§ **WHAT IS REQUIRED**
Lines of the material that include the string "LoginRequest" should be returned.

§ **EXERCISE MATERIAL**

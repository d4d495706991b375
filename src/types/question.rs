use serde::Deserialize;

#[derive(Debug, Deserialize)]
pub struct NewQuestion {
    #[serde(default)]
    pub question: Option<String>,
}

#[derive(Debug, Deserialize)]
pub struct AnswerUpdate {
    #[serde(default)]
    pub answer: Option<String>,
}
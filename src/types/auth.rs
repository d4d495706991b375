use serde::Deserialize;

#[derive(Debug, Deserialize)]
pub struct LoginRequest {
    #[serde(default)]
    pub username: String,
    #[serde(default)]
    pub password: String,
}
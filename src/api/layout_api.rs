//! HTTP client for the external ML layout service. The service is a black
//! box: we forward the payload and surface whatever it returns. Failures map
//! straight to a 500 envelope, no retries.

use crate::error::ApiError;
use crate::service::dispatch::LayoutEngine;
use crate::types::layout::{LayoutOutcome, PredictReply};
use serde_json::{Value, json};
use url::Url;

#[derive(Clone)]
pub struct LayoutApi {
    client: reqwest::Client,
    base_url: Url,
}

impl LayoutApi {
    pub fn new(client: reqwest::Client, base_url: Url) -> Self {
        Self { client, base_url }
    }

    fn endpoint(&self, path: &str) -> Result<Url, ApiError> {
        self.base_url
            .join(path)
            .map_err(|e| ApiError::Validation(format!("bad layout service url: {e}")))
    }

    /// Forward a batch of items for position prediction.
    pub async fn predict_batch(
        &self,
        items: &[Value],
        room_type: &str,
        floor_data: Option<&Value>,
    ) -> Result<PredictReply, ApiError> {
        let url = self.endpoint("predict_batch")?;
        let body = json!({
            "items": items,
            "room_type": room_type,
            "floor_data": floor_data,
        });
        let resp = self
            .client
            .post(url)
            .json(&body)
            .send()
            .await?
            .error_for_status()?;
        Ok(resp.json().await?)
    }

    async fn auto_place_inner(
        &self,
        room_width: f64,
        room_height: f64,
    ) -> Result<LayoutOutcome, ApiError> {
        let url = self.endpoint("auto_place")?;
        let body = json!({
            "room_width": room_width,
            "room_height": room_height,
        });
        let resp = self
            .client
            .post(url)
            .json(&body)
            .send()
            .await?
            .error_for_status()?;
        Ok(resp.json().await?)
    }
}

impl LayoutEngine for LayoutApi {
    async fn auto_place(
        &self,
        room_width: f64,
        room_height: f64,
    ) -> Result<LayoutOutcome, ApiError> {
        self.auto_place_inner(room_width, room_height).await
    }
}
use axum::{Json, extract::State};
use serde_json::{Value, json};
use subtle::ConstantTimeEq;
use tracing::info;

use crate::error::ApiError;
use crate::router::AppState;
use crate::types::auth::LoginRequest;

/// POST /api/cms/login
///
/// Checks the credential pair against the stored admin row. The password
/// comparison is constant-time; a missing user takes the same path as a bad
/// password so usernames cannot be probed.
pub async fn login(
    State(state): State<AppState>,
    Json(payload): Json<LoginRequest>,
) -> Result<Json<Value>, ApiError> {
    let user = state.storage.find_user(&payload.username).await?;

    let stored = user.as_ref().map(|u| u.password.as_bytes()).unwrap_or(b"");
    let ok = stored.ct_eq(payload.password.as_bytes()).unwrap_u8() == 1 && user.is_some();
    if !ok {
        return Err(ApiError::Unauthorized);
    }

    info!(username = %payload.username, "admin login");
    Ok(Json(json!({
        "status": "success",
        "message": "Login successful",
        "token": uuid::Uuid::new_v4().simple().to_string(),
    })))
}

--

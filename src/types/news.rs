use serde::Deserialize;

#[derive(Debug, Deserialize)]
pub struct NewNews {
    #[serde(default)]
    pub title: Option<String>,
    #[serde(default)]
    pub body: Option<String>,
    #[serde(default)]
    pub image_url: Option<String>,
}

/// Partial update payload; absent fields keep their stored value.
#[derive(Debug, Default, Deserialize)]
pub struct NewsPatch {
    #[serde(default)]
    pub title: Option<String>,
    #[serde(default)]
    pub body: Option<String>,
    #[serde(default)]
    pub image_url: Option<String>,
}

§ **ANSWER BOX**
pub struct LoginRequest {
use crate::types::auth::LoginRequest;
    Json(payload): Json<LoginRequest>,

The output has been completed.